After noting that the bond statutes were enacted to "protect laborers and materialmen on public construction projects in the event of default" of the general contractor, the court concluded that the purpose of the statute would not be served by protecting the design firm from the claims at issue. In reaching this conclusion, the court said as follows.

The purpose of bonding statutes would not be served by protecting a private, for-profit company engaged in the business of designing and overseeing public construction projects from potential liability.... [T]he architectural firm's argument is that it had no duty, as a matter of law, to see that the contractor obtained the statutorily required payment bond. We agree that the contractor has a statutory duty to secure the payment bond. However, the architectural firm misconceives the issue. Here, the damages arose from the architect's negligence in failing to ascertain that there was no payment bond and in making unauthorized payments to the contractor after he discovered that no payment bond existed. Damages which would not have arisen had the bond been obtained.

The court then noted that since public works projects are not subject to liens, as a private project would be, the bonds are there to protect the subcontractors and serve the purpose of "ensuring" payment to the subcontractors. The court went on to state that payment bond statutes, which require bonds for public work projects, are specifically provided for the benefit of subcontractors, and, concurrent with a contractor's duty to secure a bond, it is the public entities' duty to withhold payment to a contractor in the absence of a bond.

With respect the architectural firm's obligation, the court concluded.

We recognize that an architect is not a guarantor, nor may architects ordinarily be responsible for supervising a contractor's disbursements to subcontractors.
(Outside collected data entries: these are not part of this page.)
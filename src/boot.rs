use std::time::Duration;

use anyhow::Result;
use log::{info, warn};

use crate::sensor::Sensor;

/// Start-up handshake timing.
#[derive(Debug, Clone, PartialEq, Eq)]
pub struct BootPolicy {
    pub warmup: Duration,
    pub retry_interval: Duration,
    /// `None` keeps retrying until the module answers.
    pub max_attempts: Option<u32>,
}

/// Wait for the module to boot, then probe it until it answers.
pub fn wait_for_device<S, F>(sensor: &mut S, policy: &BootPolicy, mut sleep: F) -> Result<()>
where
    S: Sensor + ?Sized,
    F: FnMut(Duration),
{
    // The module needs a few seconds after power-up before it responds
    sleep(policy.warmup);

    let mut attempts: u32 = 0;
    loop {
        attempts += 1;
        match sensor.begin() {
            Ok(true) => {
                info!("Communication with device established");
                return Ok(());
            }
            Ok(false) => warn!("Communication with device failed, please check connection"),
            Err(e) => warn!(
                "Communication with device failed, please check connection ({})",
                e
            ),
        }
        if let Some(max) = policy.max_attempts {
            if attempts >= max {
                anyhow::bail!("device did not respond after {} attempts", attempts);
            }
        }
        sleep(policy.retry_interval);
    }
}
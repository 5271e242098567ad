pub mod crc;
pub mod device;
pub mod error;
pub mod gesture;
pub mod modbus;
pub mod registers;
pub mod transport;

// Re-export commonly used types
pub use device::GestureFaceSensor;
pub use error::{Error, Result};
pub use gesture::{Detection, Gesture};
pub use registers::{BaudRate, Parity, StopBits};
pub use transport::{I2cTransport, Transport, UartTransport};
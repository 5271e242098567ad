pub mod boot;
pub mod config;
pub mod counter;
pub mod monitor;
pub mod report;
pub mod sensor;
pub mod storage;

// Re-export driver types for convenience
pub use facecount_sensor::{Detection, Gesture, GestureFaceSensor};
pub use sensor::Sensor;
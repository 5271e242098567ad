use facecount_sensor::{Detection, Gesture};

/// Something that changed between two polls.
#[derive(Debug, Clone, Copy, PartialEq, Eq)]
pub enum Event {
    Faces { count: u16, score: u16 },
    Gesture { gesture: Option<Gesture>, score: u16 },
}

impl Event {
    /// Human-readable status line for logs.
    pub fn status(&self) -> String {
        match *self {
            Event::Faces { count: 0, .. } => "No face detected".to_string(),
            Event::Faces { count, score } => format!(
                "Detected {} face{} with a confidence of {} %",
                count,
                if count == 1 { "" } else { "s" },
                score
            ),
            Event::Gesture { gesture: None, .. } => "No gesture detected".to_string(),
            Event::Gesture {
                gesture: Some(gesture),
                score,
            } => format!(
                "Detected a {} gesture with a confidence of {} %",
                gesture, score
            ),
        }
    }
}

/// Turns a stream of polls into change events.
#[derive(Debug, Default)]
pub struct Monitor {
    last_faces: u16,
    last_gesture: Option<Gesture>,
}

impl Monitor {
    pub fn new() -> Self {
        Self::default()
    }

    /// Monitor that treats `faces`/`gesture` as the previous poll.
    pub fn resume(faces: u16, gesture: Option<Gesture>) -> Self {
        Self {
            last_faces: faces,
            last_gesture: gesture,
        }
    }

    pub fn observe(&mut self, detection: &Detection) -> Vec<Event> {
        let mut events = Vec::new();
        if detection.faces != self.last_faces {
            self.last_faces = detection.faces;
            events.push(Event::Faces {
                count: detection.faces,
                score: detection.face_score,
            });
        }
        if detection.gesture != self.last_gesture {
            self.last_gesture = detection.gesture;
            events.push(Event::Gesture {
                gesture: detection.gesture,
                score: detection.gesture_score,
            });
        }
        events
    }

    pub fn last_faces(&self) -> u16 {
        self.last_faces
    }

    pub fn reset(&mut self) {
        *self = Self::default();
    }
}
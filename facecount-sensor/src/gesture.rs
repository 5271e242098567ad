use std::fmt;

/// Hand gestures the module recognises, with their register codes.
#[derive(Debug, Clone, Copy, PartialEq, Eq, Hash, PartialOrd, Ord)]
#[repr(u16)]
pub enum Gesture {
    Like = 1,
    Ok = 2,
    Stop = 3,
    Yes = 4,
    Six = 5,
}

impl Gesture {
    pub const ALL: [Gesture; 5] = [
        Gesture::Like,
        Gesture::Ok,
        Gesture::Stop,
        Gesture::Yes,
        Gesture::Six,
    ];

    pub fn code(self) -> u16 {
        self as u16
    }

    /// Map a register code to a gesture. Zero and unknown codes give `None`.
    pub fn from_code(code: u16) -> Option<Self> {
        Self::ALL.into_iter().find(|g| g.code() == code)
    }

    pub fn name(self) -> &'static str {
        match self {
            Gesture::Like => "LIKE",
            Gesture::Ok => "OK",
            Gesture::Stop => "STOP",
            Gesture::Yes => "YES",
            Gesture::Six => "SIX",
        }
    }

    /// Colour of the module's LED while the gesture is shown.
    pub fn color(self) -> &'static str {
        match self {
            Gesture::Like => "blue",
            Gesture::Ok => "green",
            Gesture::Stop => "red",
            Gesture::Yes => "yellow",
            Gesture::Six => "purple",
        }
    }
}

impl fmt::Display for Gesture {
    fn fmt(&self, f: &mut fmt::Formatter<'_>) -> fmt::Result {
        f.write_str(self.name())
    }
}

/// One poll of the module.
#[derive(Debug, Clone, Copy, Default, PartialEq, Eq)]
pub struct Detection {
    pub faces: u16,
    pub face_score: u16,
    pub face_x: u16,
    pub face_y: u16,
    pub gesture: Option<Gesture>,
    pub gesture_score: u16,
}

impl Detection {
    pub fn has_face(&self) -> bool {
        self.faces > 0
    }
}
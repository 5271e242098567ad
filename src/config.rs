use anyhow::{Context, Result};
use facecount_sensor::registers::{DEFAULT_ADDRESS, MAX_ADDRESS};
use once_cell::sync::Lazy;
use serde::{Deserialize, Serialize};
use std::path::{Path, PathBuf};
use std::time::Duration;

use crate::boot::BootPolicy;

pub static CONFIG_PATH: Lazy<&'static Path> = Lazy::new(|| {
    Path::new(option_env!("FACECOUNT_CONFIG_PATH").unwrap_or("/usr/local/etc/facecount/config.toml"))
});

pub static STATE_PREFIX: Lazy<PathBuf> = Lazy::new(|| {
    match option_env!("FACECOUNT_STATE_PREFIX") {
        Some(prefix) => PathBuf::from(prefix),
        None => directories::ProjectDirs::from("", "", "facecount")
            .map(|dirs| dirs.data_dir().to_path_buf())
            .unwrap_or_else(|| PathBuf::from("/var/lib/facecount")),
    }
});

/// How the module is wired to the host.
#[derive(Debug, Clone, PartialEq, Eq, Serialize, Deserialize)]
#[serde(tag = "kind", rename_all = "lowercase")]
pub enum Transport {
    I2c { bus: String, address: u8 },
    Uart { port: String, baud: u32, address: u8 },
}

impl Transport {
    pub fn address(&self) -> u8 {
        match self {
            Transport::I2c { address, .. } | Transport::Uart { address, .. } => *address,
        }
    }
}

impl Default for Transport {
    fn default() -> Self {
        Transport::Uart {
            port: "/dev/ttyAMA0".to_string(),
            baud: 9600,
            address: DEFAULT_ADDRESS,
        }
    }
}

#[derive(Debug, Clone, PartialEq, Serialize, Deserialize)]
#[serde(default)]
pub struct Config {
    pub transport: Transport,
    pub response_timeout_ms: u64,
    pub warmup_secs: u64,
    pub begin_retry_ms: u64,
    pub begin_max_attempts: Option<u32>,
    pub poll_interval_ms: u64,
    pub face_threshold: u16,
    pub gesture_threshold: u16,
    pub detect_range: u16,
    pub report_interval_secs: u64,
    pub state_path: Option<PathBuf>,
    pub report_path: Option<PathBuf>,
}

impl Default for Config {
    fn default() -> Self {
        Self {
            transport: Transport::default(),
            response_timeout_ms: 100,
            warmup_secs: 5,
            begin_retry_ms: 1000,
            begin_max_attempts: None,
            poll_interval_ms: 500,
            face_threshold: 60,
            gesture_threshold: 60,
            detect_range: 100,
            report_interval_secs: 3600,
            state_path: None,
            report_path: None,
        }
    }
}

impl Config {
    pub fn boot_policy(&self) -> BootPolicy {
        BootPolicy {
            warmup: Duration::from_secs(self.warmup_secs),
            retry_interval: Duration::from_millis(self.begin_retry_ms),
            max_attempts: self.begin_max_attempts,
        }
    }

    pub fn poll_interval(&self) -> Duration {
        Duration::from_millis(self.poll_interval_ms)
    }

    pub fn state_path(&self) -> PathBuf {
        self.state_path
            .clone()
            .unwrap_or_else(|| STATE_PREFIX.join("state.bin"))
    }

    fn validate(&self) -> Result<()> {
        for (name, value) in [
            ("face_threshold", self.face_threshold),
            ("gesture_threshold", self.gesture_threshold),
            ("detect_range", self.detect_range),
        ] {
            if value > 100 {
                anyhow::bail!("{} must be within 0..=100, got {}", name, value);
            }
        }
        let address = self.transport.address();
        if address == 0 || address > MAX_ADDRESS {
            anyhow::bail!(
                "transport address must be within 0x01..={:#04x}, got {:#04x}",
                MAX_ADDRESS,
                address
            );
        }
        if self.report_interval_secs == 0 {
            anyhow::bail!("report_interval_secs must be positive");
        }
        Ok(())
    }
}

pub fn load_config(path: Option<&Path>) -> Result<Config> {
    let path = path.unwrap_or(&CONFIG_PATH);
    if !path.exists() {
        return Ok(Config::default());
    }
    let raw = std::fs::read_to_string(path)
        .with_context(|| format!("reading config at {}", path.display()))?;
    let cfg: Config =
        toml::from_str(&raw).with_context(|| format!("parsing config {}", path.display()))?;
    cfg.validate()
        .with_context(|| format!("invalid config {}", path.display()))?;
    Ok(cfg)
}

pub fn save_config(cfg: &Config, path: Option<&Path>) -> Result<()> {
    let path = path.unwrap_or(&CONFIG_PATH);
    let data = toml::to_string_pretty(cfg)?;
    if let Some(parent) = path.parent() {
        std::fs::create_dir_all(parent)?;
    }
    std::fs::write(path, data)?;
    Ok(())
}
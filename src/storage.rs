use anyhow::{Context, Result};
use chrono::{DateTime, Datelike, Utc};
use facecount_sensor::Gesture;
use log::{info, warn};
use serde::{Deserialize, Serialize};
use std::path::Path;

const STATE_MAGIC: u32 = 0x20a9_9e74;
const STATE_VERSION: u16 = 1;

#[derive(Debug, Serialize, Deserialize)]
struct Header {
    magic: u32,
    version: u16,
}

/// Counter state kept across restarts.
#[derive(Debug, Clone, Default, PartialEq, Eq, Serialize, Deserialize)]
pub struct CounterState {
    // Last reading
    pub face_number: u16,
    pub face_score: u16,
    pub gesture_type: u16,
    pub gesture_score: u16,
    // Daily tallies
    pub faces_seen: u32,
    /// Indexed by gesture code - 1.
    pub gesture_counts: [u32; 5],
    pub last_count_time: Option<i64>,
    pub last_report: Option<i64>,
    /// Day (days since the common era) the tallies belong to.
    pub day: Option<i32>,
    pub reset_count: u8,
}

impl CounterState {
    pub fn fresh(now: DateTime<Utc>) -> Self {
        let mut state = Self::default();
        state.reset_daily(now);
        state
    }

    /// Zero the daily tallies at the start of a new day.
    pub fn reset_daily(&mut self, now: DateTime<Utc>) {
        self.faces_seen = 0;
        self.gesture_counts = [0; 5];
        self.last_count_time = Some(now.timestamp());
        self.day = Some(day_of(now));
        self.reset_count = 0;
    }

    pub fn is_new_day(&self, now: DateTime<Utc>) -> bool {
        self.day != Some(day_of(now))
    }

    pub fn gesture_count(&self, gesture: Gesture) -> u32 {
        self.gesture_counts[gesture.code() as usize - 1]
    }

    pub fn record_gesture(&mut self, gesture: Gesture) {
        self.gesture_counts[gesture.code() as usize - 1] += 1;
    }

    fn validate(&self) -> Result<()> {
        if self.face_score > 100 {
            anyhow::bail!("face score {} out of range", self.face_score);
        }
        if self.gesture_type > 5 {
            anyhow::bail!("gesture type {} out of range", self.gesture_type);
        }
        if self.gesture_score > 100 {
            anyhow::bail!("gesture score {} out of range", self.gesture_score);
        }
        Ok(())
    }
}

fn day_of(now: DateTime<Utc>) -> i32 {
    now.date_naive().num_days_from_ce()
}

/// Load state from `path`, falling back to a fresh state when the file is
/// missing, unreadable or out of range.
pub fn load_state(path: &Path, now: DateTime<Utc>) -> Result<CounterState> {
    if !path.exists() {
        info!("No saved state at {}, starting fresh", path.display());
        return Ok(CounterState::fresh(now));
    }
    let data = std::fs::read(path).with_context(|| format!("reading {}", path.display()))?;
    match decode(&data) {
        Ok(state) => {
            info!("Counter state at {} is valid", path.display());
            Ok(state)
        }
        Err(e) => {
            warn!("Counter state at {} is not valid ({}), reinitializing", path.display(), e);
            Ok(CounterState::fresh(now))
        }
    }
}

fn decode(data: &[u8]) -> Result<CounterState> {
    let (header, rest): (Header, &[u8]) = postcard::take_from_bytes(data)?;
    if header.magic != STATE_MAGIC || header.version != STATE_VERSION {
        anyhow::bail!(
            "unexpected header magic={:#x} version={}",
            header.magic,
            header.version
        );
    }
    let state: CounterState = postcard::from_bytes(rest)?;
    state.validate()?;
    Ok(state)
}

pub fn save_state(path: &Path, state: &CounterState) -> Result<()> {
    if let Some(parent) = path.parent() {
        std::fs::create_dir_all(parent)?;
    }
    let mut data = postcard::to_allocvec(&Header {
        magic: STATE_MAGIC,
        version: STATE_VERSION,
    })?;
    data.extend(postcard::to_allocvec(state)?);
    std::fs::write(path, data).with_context(|| format!("writing {}", path.display()))?;
    Ok(())
}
Nevertheless, once a public entity has contracted with a private party to oversee a construction project, subcontractors should be able to assume that the private party responsible for certifying payments has verified the existence of the bonds. To do otherwise, would thwart the purpose and intent of the bond statutes.


The Oklahoma Supreme Court had no problems finding that the architect in this case "ought to labor under a duty to subcontractors to refrain from paying the contractor without the required statutory payment bond." This case did seem to be driven to some extent by the fact that even after the architect was aware—or should have been aware—that the bond was not secured, the certification of payments continued. The court clearly found that once the architect has knowledge, steps must be taken, and inquiries must be made to correct the situation before making further certification on work performed. However, do not be misled. The court made clear that its holding would not have changed even if there had not been payments made after knowledge was acquired that the bond was not in place.

What could this design firm have done differently, and what lesson can be learned? First and foremost, when the reminder was sent to the contractor emphasizing the need for the bonds, follow-up would have assured that was accomplished. Second, when the copy of the performance bond came in, a check of the details would have disclosed there was no payment bond. Putting the contractor on notice that no more payments would be made until it could demonstrate compliance with the bonding requirements imposed on it would have forced a resolution of the issue before damages accrued.

Do not turn a blind eye to these problems. Be proactive. When you discover the lack of bond, or other defect in contract performance, make sure the people who could be affected are aware of the concern. They then can act to protect their interests. And you, as the design professional, will have made certain that both you and your client are protected as well.

Opinions expressed in Expert Commentary articles are those of the author and are not necessarily held by the author's employer or IRMI. Expert Commentary articles and other IRMI Online content do not purport to provide legal, accounting, or other professional advice or opinion. If such advice is needed, consult with your attorney, accountant, or other qualified adviser.